2. Create a culture of transparency. Hospitals and health systems that want to prevent drug diversion must do their best to create a culture of transparency where clinicians with substance-use disorders feel “safe” to openly seek help and forge a new path. They can do this by emphasizing the best practices in anonymous reporting or implementing alternative-to-discipline programs, which encourage clinicians with substance use disorders to obtain treatment and a path to workforce re-entry.
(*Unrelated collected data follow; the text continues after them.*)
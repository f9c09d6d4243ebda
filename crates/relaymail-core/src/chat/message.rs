//! Chat message types for display
//!
//! This module provides the [`ChatMessage`] struct which represents a stored
//! record with its sender resolved for rendering.

use serde::{Deserialize, Serialize};

use crate::aliases::AliasMap;
use crate::types::{shorten_address, Record, RecordId};

/// A decrypted chat message ready for display.
///
/// # Example
///
/// ```ignore
/// let message = ChatMessage::from_record(&record, &owner, &aliases);
/// println!("{} ({}): {}", message.display_sender(), message.relative_time(), message.content);
/// ```
#[derive(Debug, Clone, PartialEq, Eq, Serialize, Deserialize)]
pub struct ChatMessage {
    pub id: RecordId,
    /// Sender address
    pub sender: String,
    /// Sender's alias (if known from the address book)
    pub sender_name: Option<String>,
    /// Message text, or the decryption-failure sentinel
    pub content: String,
    /// File names of attachments
    pub attachments: Vec<String>,
    /// Unix timestamp in milliseconds when the message was created
    pub timestamp: i64,
    /// Whether this message was sent by us
    pub is_mine: bool,
    pub is_read: bool,
    /// Sent locally and not yet confirmed by a pull
    pub is_pending: bool,
}

impl ChatMessage {
    /// Build the display form of `record` as seen by `owner`
    pub fn from_record(record: &Record, owner: &str, aliases: &AliasMap) -> Self {
        let mut attachments: Vec<String> = record
            .attachments
            .iter()
            .map(|a| a.file_name.clone())
            .collect();
        if attachments.is_empty() {
            if let Some(file) = record.payload.as_ref().and_then(|p| p.file.as_ref()) {
                attachments.push(file.name.clone());
            }
        }

        Self {
            id: record.id.clone(),
            sender: record.sender.clone(),
            sender_name: aliases.get(&record.sender.to_ascii_lowercase()).cloned(),
            content: record.text().to_string(),
            attachments,
            timestamp: record.timestamp,
            is_mine: record.is_from(owner),
            is_read: record.is_read,
            is_pending: record.id.is_pending(),
        }
    }

    /// Get the display name for the sender.
    ///
    /// Returns "You" for our own messages, the alias if known, otherwise the
    /// shortened address.
    pub fn display_sender(&self) -> String {
        if self.is_mine {
            return "You".to_string();
        }
        match self.sender_name {
            Some(ref name) => name.clone(),
            None => shorten_address(&self.sender),
        }
    }

    /// Format the timestamp relative to now.
    ///
    /// Returns strings like "Just now", "5m ago", "2h ago", "Yesterday", etc.
    pub fn relative_time(&self) -> String {
        relative_time(self.timestamp, chrono::Utc::now().timestamp_millis())
    }
}

/// Relative description of `timestamp` as seen at `now` (both unix ms)
pub fn relative_time(timestamp: i64, now: i64) -> String {
    let diff_secs = (now - timestamp) / 1000;

    if diff_secs < 60 {
        "Just now".to_string()
    } else if diff_secs < 3600 {
        format!("{}m ago", diff_secs / 60)
    } else if diff_secs < 86400 {
        format!("{}h ago", diff_secs / 3600)
    } else if diff_secs < 172800 {
        "Yesterday".to_string()
    } else {
        format!("{}d ago", diff_secs / 86400)
    }
}

#[cfg(test)]
mod tests {
    use super::*;
    use crate::types::{AttachmentRef, ConversationId, DecryptedPayload};

    const ME: &str = "0x1111111111111111111111111111111111111111111111111111111111111111";
    const ALICE: &str = "0xaaaa00000000000000000000000000000000000000000000000000000000aaaa";

    fn record(id: &str, sender: &str) -> Record {
        Record {
            id: RecordId::new(id),
            conversation_id: ConversationId::new("0xc"),
            sender: sender.to_string(),
            timestamp: 1_705_123_456_789,
            ciphertext: vec![1],
            key_version: 1,
            attachments: Vec::new(),
            payload: Some(DecryptedPayload::text("Hello, world!")),
            is_read: false,
            digest: None,
            observed_at: 0,
        }
    }

    #[test]
    fn test_from_record_resolves_alias() {
        let mut aliases = AliasMap::new();
        aliases.insert(ALICE.to_string(), "Alice".to_string());

        let msg = ChatMessage::from_record(&record("0x01", ALICE), ME, &aliases);

        assert_eq!(msg.content, "Hello, world!");
        assert_eq!(msg.sender_name.as_deref(), Some("Alice"));
        assert_eq!(msg.display_sender(), "Alice");
        assert!(!msg.is_mine);
        assert!(!msg.is_pending);
    }

    #[test]
    fn test_display_sender_falls_back_to_short_address() {
        let msg = ChatMessage::from_record(&record("0x01", ALICE), ME, &AliasMap::new());
        assert_eq!(msg.display_sender(), "0xaaaa...aaaa");
    }

    #[test]
    fn test_own_pending_message() {
        let msg = ChatMessage::from_record(&record(RecordId::pending("d2").as_str(), ME), ME, &AliasMap::new());
        assert!(msg.is_mine);
        assert!(msg.is_pending);
        assert_eq!(msg.display_sender(), "You");
    }

    #[test]
    fn test_attachment_names() {
        let mut r = record("0x01", ALICE);
        r.attachments.push(AttachmentRef {
            blob_id: "blob".to_string(),
            file_name: "photo.png".to_string(),
            mime_type: "image/png".to_string(),
            size: 10,
        });
        let msg = ChatMessage::from_record(&r, ME, &AliasMap::new());
        assert_eq!(msg.attachments, vec!["photo.png".to_string()]);
    }

    #[test]
    fn test_relative_time() {
        let now = 1_000_000_000_000;
        assert_eq!(relative_time(now - 30_000, now), "Just now");
        assert_eq!(relative_time(now - 5 * 60_000, now), "5m ago");
        assert_eq!(relative_time(now - 2 * 3_600_000, now), "2h ago");
        assert_eq!(relative_time(now - 25 * 3_600_000, now), "Yesterday");
        assert_eq!(relative_time(now - 3 * 86_400_000, now), "3d ago");
    }
}
impl Storage {
    // ═══════════════════════════════════════════════════════════════════════
    // Record Operations
    // ═══════════════════════════════════════════════════════════════════════

    /// Insert or overwrite a record by id.
    ///
    /// Local-only state of an existing copy (first observation time, read
    /// flag, a good cached payload) is preserved, so upserting the same record
    /// twice leaves the store exactly as a single upsert did. If the
    /// conversation is registered, its last-record summary is refreshed in the
    /// same transaction.
    pub fn upsert_record(&self, record: &Record) -> Result<UpsertOutcome, MailError> {
        let db = self.db.read();
        let write_txn = db.begin_write()?;
        let outcome;
        {
            let mut records = write_txn.open_table(RECORDS_TABLE)?;
            let mut by_conversation = write_txn.open_table(RECORDS_BY_CONVERSATION)?;
            let mut by_time = write_txn.open_table(RECORDS_BY_TIME)?;

            let existing = match records.get(record.id.as_str())? {
                Some(v) => Some(decode_record(v.value())?),
                None => None,
            };

            let mut merged = record.clone();
            outcome = match &existing {
                Some(existing) => {
                    merged.merge_local_state(existing);
                    if &merged == existing {
                        UpsertOutcome::Unchanged
                    } else {
                        unindex_record(&mut by_conversation, &mut by_time, existing)?;
                        UpsertOutcome::Updated
                    }
                }
                None => UpsertOutcome::Inserted,
            };

            if outcome.is_change() {
                let serialized = postcard::to_allocvec(&merged)
                    .map_err(|e| MailError::Serialization(e.to_string()))?;
                records.insert(merged.id.as_str(), serialized.as_slice())?;
                index_record(&mut by_conversation, &mut by_time, &merged)?;

                let mut conversations = write_txn.open_table(CONVERSATIONS_TABLE)?;
                let registered = match conversations.get(merged.conversation_id.as_str())? {
                    Some(v) => Some(serde_json::from_slice::<Conversation>(v.value())?),
                    None => None,
                };
                if let Some(mut conversation) = registered {
                    conversation.observe(&merged);
                    let data = serde_json::to_vec(&conversation)?;
                    conversations.insert(conversation.id.as_str(), data.as_slice())?;
                }
            }
        }
        write_txn.commit()?;
        Ok(outcome)
    }

    /// Load a single record by id.
    ///
    /// Returns `None` if no record with the given id exists.
    pub fn get_record(&self, id: &RecordId) -> Result<Option<Record>, MailError> {
        let db = self.db.read();
        let read_txn = db.begin_read()?;
        let table = read_txn.open_table(RECORDS_TABLE)?;

        match table.get(id.as_str())? {
            Some(v) => Ok(Some(decode_record(v.value())?)),
            None => Ok(None),
        }
    }

    /// Delete a record and its index entries.
    ///
    /// Returns the removed record, or `None` if it did not exist.
    pub fn remove_record(&self, id: &RecordId) -> Result<Option<Record>, MailError> {
        let db = self.db.read();
        let write_txn = db.begin_write()?;
        let removed;
        {
            let mut records = write_txn.open_table(RECORDS_TABLE)?;
            let mut by_conversation = write_txn.open_table(RECORDS_BY_CONVERSATION)?;
            let mut by_time = write_txn.open_table(RECORDS_BY_TIME)?;

            removed = match records.remove(id.as_str())? {
                Some(v) => Some(decode_record(v.value())?),
                None => None,
            };

            if let Some(record) = &removed {
                unindex_record(&mut by_conversation, &mut by_time, record)?;

                let mut conversations = write_txn.open_table(CONVERSATIONS_TABLE)?;
                let registered = match conversations.get(record.conversation_id.as_str())? {
                    Some(v) => Some(serde_json::from_slice::<Conversation>(v.value())?),
                    None => None,
                };
                if let Some(mut conversation) = registered {
                    let points_at_removed = conversation
                        .last_record
                        .as_ref()
                        .map(|s| s.record_id == record.id)
                        .unwrap_or(false);
                    if points_at_removed {
                        conversation.last_record = None;
                        let ids =
                            conversation_record_ids(&by_conversation, conversation.id.as_str())?;
                        if let Some(newest_id) = ids.last() {
                            if let Some(v) = records.get(newest_id.as_str())? {
                                conversation.observe(&decode_record(v.value())?);
                            }
                        }
                        let data = serde_json::to_vec(&conversation)?;
                        conversations.insert(conversation.id.as_str(), data.as_slice())?;
                    }
                }
            }
        }
        write_txn.commit()?;
        Ok(removed)
    }

    /// List a conversation's records, newest first.
    ///
    /// Ordering is by descending remote timestamp; equal timestamps are
    /// ordered by descending record id, so the order is stable no matter in
    /// which order the records arrived.
    pub fn list_by_conversation(
        &self,
        conversation_id: &ConversationId,
    ) -> Result<Vec<Record>, MailError> {
        let db = self.db.read();
        let read_txn = db.begin_read()?;
        let index = read_txn.open_table(RECORDS_BY_CONVERSATION)?;
        let records = read_txn.open_table(RECORDS_TABLE)?;

        let ids = conversation_record_ids(&index, conversation_id.as_str())?;
        let mut result = Vec::with_capacity(ids.len());
        for id in ids.iter().rev() {
            if let Some(v) = records.get(id.as_str())? {
                result.push(decode_record(v.value())?);
            }
        }
        Ok(result)
    }

    /// List every conversation id that has at least one record or was
    /// explicitly registered (e.g. a new contact with no history yet).
    pub fn list_conversations(&self) -> Result<Vec<ConversationId>, MailError> {
        let db = self.db.read();
        let read_txn = db.begin_read()?;
        let index = read_txn.open_table(RECORDS_BY_CONVERSATION)?;
        let conversations = read_txn.open_table(CONVERSATIONS_TABLE)?;

        let mut ids = BTreeSet::new();
        for entry in conversations.iter()? {
            let (key, _) = entry?;
            ids.insert(key.value().to_string());
        }
        for entry in index.iter()? {
            let (key, _) = entry?;
            let (conversation, _, _) = key.value();
            ids.insert(conversation.to_string());
        }

        Ok(ids.into_iter().map(ConversationId::new).collect())
    }

    /// Mark a record as read.
    ///
    /// Returns `false` if the record does not exist.
    pub fn mark_read(&self, id: &RecordId) -> Result<bool, MailError> {
        let db = self.db.read();
        let write_txn = db.begin_write()?;
        let found;
        {
            let mut records = write_txn.open_table(RECORDS_TABLE)?;
            let existing = match records.get(id.as_str())? {
                Some(v) => Some(decode_record(v.value())?),
                None => None,
            };
            found = existing.is_some();
            if let Some(mut record) = existing {
                if !record.is_read {
                    record.is_read = true;
                    let serialized = postcard::to_allocvec(&record)
                        .map_err(|e| MailError::Serialization(e.to_string()))?;
                    records.insert(id.as_str(), serialized.as_slice())?;
                }
            }
        }
        write_txn.commit()?;
        Ok(found)
    }

    /// Mark every record of a conversation as read, returning how many flipped
    pub fn mark_conversation_read(
        &self,
        conversation_id: &ConversationId,
    ) -> Result<usize, MailError> {
        let db = self.db.read();
        let write_txn = db.begin_write()?;
        let mut flipped = 0;
        {
            let index = write_txn.open_table(RECORDS_BY_CONVERSATION)?;
            let mut records = write_txn.open_table(RECORDS_TABLE)?;
            for id in conversation_record_ids(&index, conversation_id.as_str())? {
                let existing = match records.get(id.as_str())? {
                    Some(v) => Some(decode_record(v.value())?),
                    None => None,
                };
                if let Some(mut record) = existing.filter(|r| !r.is_read) {
                    record.is_read = true;
                    let serialized = postcard::to_allocvec(&record)
                        .map_err(|e| MailError::Serialization(e.to_string()))?;
                    records.insert(id.as_str(), serialized.as_slice())?;
                    flipped += 1;
                }
            }
        }
        write_txn.commit()?;
        Ok(flipped)
    }

    /// Most recent records across all conversations, newest first
    pub fn list_recent(&self, limit: usize) -> Result<Vec<Record>, MailError> {
        let db = self.db.read();
        let read_txn = db.begin_read()?;
        let by_time = read_txn.open_table(RECORDS_BY_TIME)?;
        let records = read_txn.open_table(RECORDS_TABLE)?;

        let mut result = Vec::new();
        for entry in by_time.iter()?.rev().take(limit) {
            let (key, _) = entry?;
            let (_, record_id) = key.value();
            if let Some(v) = records.get(record_id)? {
                result.push(decode_record(v.value())?);
            }
        }
        Ok(result)
    }

    /// Number of unread records in a conversation
    pub fn unread_count(&self, conversation_id: &ConversationId) -> Result<usize, MailError> {
        Ok(self
            .list_by_conversation(conversation_id)?
            .iter()
            .filter(|r| !r.is_read)
            .count())
    }

    /// Remove every record and index entry. Conversations and watermarks stay.
    pub fn clear_records(&self) -> Result<(), MailError> {
        let db = self.db.read();
        let write_txn = db.begin_write()?;
        {
            write_txn.delete_table(RECORDS_TABLE)?;
            write_txn.delete_table(RECORDS_BY_CONVERSATION)?;
            write_txn.delete_table(RECORDS_BY_TIME)?;
            let _ = write_txn.open_table(RECORDS_TABLE)?;
            let _ = write_txn.open_table(RECORDS_BY_CONVERSATION)?;
            let _ = write_txn.open_table(RECORDS_BY_TIME)?;
        }
        write_txn.commit()?;
        Ok(())
    }

    /// Drop a conversation with its metadata, watermark and records.
    ///
    /// Returns the number of records removed.
    pub fn forget_conversation(&self, id: &ConversationId) -> Result<usize, MailError> {
        let db = self.db.read();
        let write_txn = db.begin_write()?;
        let removed;
        {
            let mut records = write_txn.open_table(RECORDS_TABLE)?;
            let mut by_conversation = write_txn.open_table(RECORDS_BY_CONVERSATION)?;
            let mut by_time = write_txn.open_table(RECORDS_BY_TIME)?;

            let ids = conversation_record_ids(&by_conversation, id.as_str())?;
            removed = ids.len();
            for record_id in ids {
                let record = match records.remove(record_id.as_str())? {
                    Some(v) => decode_record(v.value())?,
                    None => continue,
                };
                unindex_record(&mut by_conversation, &mut by_time, &record)?;
            }

            let mut conversations = write_txn.open_table(CONVERSATIONS_TABLE)?;
            conversations.remove(id.as_str())?;
            let mut watermarks = write_txn.open_table(WATERMARKS_TABLE)?;
            watermarks.remove(id.as_str())?;
        }
        write_txn.commit()?;
        Ok(removed)
    }
}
3. Improve accessibility and awareness of alternative career-support programs. While group-based recovery and rehabilitation programs such as 12-step fellowships are great sources of peer support among those with SUDs, clinicians with SUDs also need others who understand their unique challenges. There is a special camaraderie among nurses who are struggling from similar SUDs and have to face the constant presence of triggers such as opioids. A couple of years after I became a nurse recovery coach for clinicians with SUDs, I founded the Wisconsin Peer Alliance for Nurses (WisPAN) so nurses could have a safe space with people who understand what they are going through. It’s in these groups that I can do things like show them how messy my nursing license looks, riddled with footnotes that detail my criminal charges. This can sound a strong alarm and help them rethink their lives and actions.
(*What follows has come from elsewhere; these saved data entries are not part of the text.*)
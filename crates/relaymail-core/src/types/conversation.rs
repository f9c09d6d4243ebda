//! Conversation metadata

use serde::{Deserialize, Serialize};

use super::{ConversationId, Record, RecordId};
use crate::error::{MailError, MailResult};

/// Whether a conversation is a two-party channel or a group.
///
/// Persisted when the conversation is created or first registered and never
/// re-derived from the member list, so a direct channel that later gains a
/// member stays a direct channel until it is explicitly re-registered.
#[derive(Debug, Clone, Copy, PartialEq, Eq, Hash, Serialize, Deserialize)]
#[serde(rename_all = "lowercase")]
pub enum ConversationKind {
    Direct,
    Group,
}

impl std::fmt::Display for ConversationKind {
    fn fmt(&self, f: &mut std::fmt::Formatter<'_>) -> std::fmt::Result {
        match self {
            ConversationKind::Direct => write!(f, "direct"),
            ConversationKind::Group => write!(f, "group"),
        }
    }
}

/// Cached summary of the newest record in a conversation
#[derive(Debug, Clone, PartialEq, Eq, Serialize, Deserialize)]
pub struct RecordSummary {
    pub record_id: RecordId,
    pub sender: String,
    pub preview: String,
    pub timestamp: i64,
}

impl RecordSummary {
    const PREVIEW_CHARS: usize = 80;

    pub fn from_record(record: &Record) -> Self {
        Self {
            record_id: record.id.clone(),
            sender: record.sender.clone(),
            preview: record.text().chars().take(Self::PREVIEW_CHARS).collect(),
            timestamp: record.timestamp,
        }
    }
}

/// A channel between two or more members sharing one encryption key history
#[derive(Debug, Clone, PartialEq, Eq, Serialize, Deserialize)]
pub struct Conversation {
    pub id: ConversationId,
    pub kind: ConversationKind,
    /// Member addresses, deduplicated, in join order
    pub members: Vec<String>,
    /// Current encryption key version
    pub key_version: u64,
    pub last_record: Option<RecordSummary>,
    /// Unix ms of the last change, used for recency ordering
    pub updated_at: i64,
}

impl Conversation {
    /// Create conversation metadata.
    ///
    /// # Errors
    ///
    /// Returns `MailError::InvalidInput` unless there are at least two distinct members.
    pub fn new(
        id: ConversationId,
        kind: ConversationKind,
        members: Vec<String>,
        key_version: u64,
    ) -> MailResult<Self> {
        let members = dedupe_members(members);
        if members.len() < 2 {
            return Err(MailError::InvalidInput(format!(
                "conversation {} needs at least two members, got {}",
                id,
                members.len()
            )));
        }
        Ok(Self {
            id,
            kind,
            members,
            key_version,
            last_record: None,
            updated_at: chrono::Utc::now().timestamp_millis(),
        })
    }

    pub fn is_group(&self) -> bool {
        self.kind == ConversationKind::Group
    }

    pub fn has_member(&self, address: &str) -> bool {
        self.members.iter().any(|m| m == address)
    }

    /// The other party of a direct conversation
    pub fn counterpart(&self, owner: &str) -> Option<&str> {
        if self.is_group() {
            return None;
        }
        self.members.iter().map(String::as_str).find(|m| *m != owner)
    }

    /// Add members, keeping the persisted kind untouched
    pub fn add_members(&mut self, addresses: impl IntoIterator<Item = String>) {
        let mut members = std::mem::take(&mut self.members);
        members.extend(addresses);
        self.members = dedupe_members(members);
    }

    /// Record `record` as the newest message if it is newer than the cached one
    pub fn observe(&mut self, record: &Record) {
        let newer = self
            .last_record
            .as_ref()
            .map(|s| (record.timestamp, &record.id) > (s.timestamp, &s.record_id))
            .unwrap_or(true);
        if newer {
            self.last_record = Some(RecordSummary::from_record(record));
            self.updated_at = self.updated_at.max(record.timestamp);
        }
    }
}

/// A conversation together with its local records, as listed to callers
#[derive(Debug, Clone, PartialEq, Eq)]
pub struct ConversationSummary {
    pub id: ConversationId,
    /// Registered metadata; `None` when only records are known locally
    pub conversation: Option<Conversation>,
    /// Records, newest first
    pub records: Vec<Record>,
    pub unread: usize,
    /// Newest record timestamp, or the metadata update time for empty conversations
    pub last_activity: i64,
}

fn dedupe_members(members: Vec<String>) -> Vec<String> {
    let mut seen = std::collections::HashSet::new();
    members
        .into_iter()
        .map(|m| m.trim().to_string())
        .filter(|m| !m.is_empty() && seen.insert(m.clone()))
        .collect()
}
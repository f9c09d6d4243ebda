//! Sponsorship allowlist
//!
//! The relay only pays for calls into the messaging package plus a handful of
//! framework helpers, and only for drafts whose sender is the requesting
//! identity. The same rules are checked locally before any request leaves the
//! client.

use std::collections::BTreeSet;

use crate::error::{MailError, MailResult};

use super::draft::DraftOperation;

/// Module functions of the messaging package that may be sponsored
const PACKAGE_FUNCTIONS: &[&str] = &[
    "channel::new",
    "channel::share",
    "channel::add_encrypted_key",
    "channel::send_message",
    "channel::add_members",
    "channel::remove_members",
    "member_cap::transfer_to_sender",
    "member_cap::transfer_to_recipient",
    "member_cap::transfer_member_caps",
    "creator_cap::transfer_to_sender",
    "config::none",
    "attachment::new",
];

/// Framework calls the ledger SDK inserts on its own
const FRAMEWORK_TARGETS: &[&str] = &[
    "0x1::vector::empty",
    "0x2::coin::join",
    "0x2::coin::split",
];

/// Expand a short framework address (`0x1`) to its 32-byte form
fn long_form(target: &str) -> Option<String> {
    let (address, rest) = target.split_once("::")?;
    let hex = address.strip_prefix("0x")?;
    if hex.len() >= 64 {
        return None;
    }
    Some(format!("0x{:0>64}::{}", hex, rest))
}

/// Set of call targets the relay will pay for
#[derive(Debug, Clone, PartialEq, Eq)]
pub struct SponsorPolicy {
    targets: BTreeSet<String>,
}

impl SponsorPolicy {
    /// Allowlist for `package_id` plus the framework helpers
    pub fn for_package(package_id: &str) -> Self {
        let mut policy = Self {
            targets: BTreeSet::new(),
        };
        for function in PACKAGE_FUNCTIONS {
            policy.allow(format!("{}::{}", package_id, function));
        }
        for target in FRAMEWORK_TARGETS {
            policy.allow(*target);
        }
        policy
    }

    /// Add a target; framework targets are listed in short and long form
    pub fn allow(&mut self, target: impl Into<String>) {
        let target = target.into();
        if let Some(long) = long_form(&target) {
            self.targets.insert(long);
        }
        self.targets.insert(target);
    }

    pub fn with_targets<I, S>(mut self, targets: I) -> Self
    where
        I: IntoIterator<Item = S>,
        S: Into<String>,
    {
        for target in targets {
            self.allow(target);
        }
        self
    }

    pub fn allows(&self, target: &str) -> bool {
        self.targets.contains(target)
    }

    /// Targets sent to the relay with every sponsor request
    pub fn targets(&self) -> Vec<String> {
        self.targets.iter().cloned().collect()
    }

    /// Fail closed unless every call is allowlisted and the sender is `identity`
    pub fn check(&self, draft: &DraftOperation, identity: &str) -> MailResult<()> {
        if draft.sender != identity {
            return Err(MailError::SponsorshipRejected(format!(
                "draft sender {} is not the active identity {}",
                draft.sender, identity
            )));
        }
        if draft.calls.is_empty() {
            return Err(MailError::InvalidInput(
                "draft operation has no calls".to_string(),
            ));
        }
        if let Some(target) = draft.targets().find(|t| !self.allows(t)) {
            return Err(MailError::SponsorshipRejected(format!(
                "call target {} is not sponsored",
                target
            )));
        }
        Ok(())
    }
}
4. Strengthen education training within health systems. Health systems typically offer their clinical staff basic education around drug diversion, but leaders need to go one step further by emphasizing both the prevalence of drug diversion, as well as the consequences. Education materials should be specific, even graphic: They need to know what SUD looks like. Inviting nurses who have struggled and recovered from a SUD to speak about their experiences to healthcare workers is one way to do this.
5. Bolster internal drug diversion efforts. More than 8 in 10 healthcare professionals (82%) know or have met someone who has diverted drugs, according to a 2021 report by Invistics and Porter Research. However, the same survey noted that healthcare organizations are scaling back resources to address this problem. Hospitals and health systems need better tools, such as advanced machine learning software, which can synthesize information from multiple sources (e.g., automated dispensing cabinets and patients’ self-reported pain assessments) to uncover incidents correlated with drug diversion.
6. Advocate for stronger guidelines and oversight. I take medication safety and transparency very seriously, given my history with SUD and my desire to stay sober. For this reason, I believe we need stronger guidelines from the Joint Commission and others around drug-wasting procedures and other hospital practices intended to stop diversion. For example: It’s far too easy for a nurse to quickly retrieve a medication that’s been disposed of if her colleague steps out of the room for a moment. We need stronger guidelines that leave no room for sneaky behavior as well as stiffer penalties for ignoring guidelines. This will help to lower the temptation to divert medications.
Our clinicians dedicate their lives to helping others, so we need to help them. By arming our health leaders and health systems with the right tools and strategies, and pushing for stronger advocacy, we’re giving our nursing workforce the best chance of getting the help they need to achieve and maintain recovery.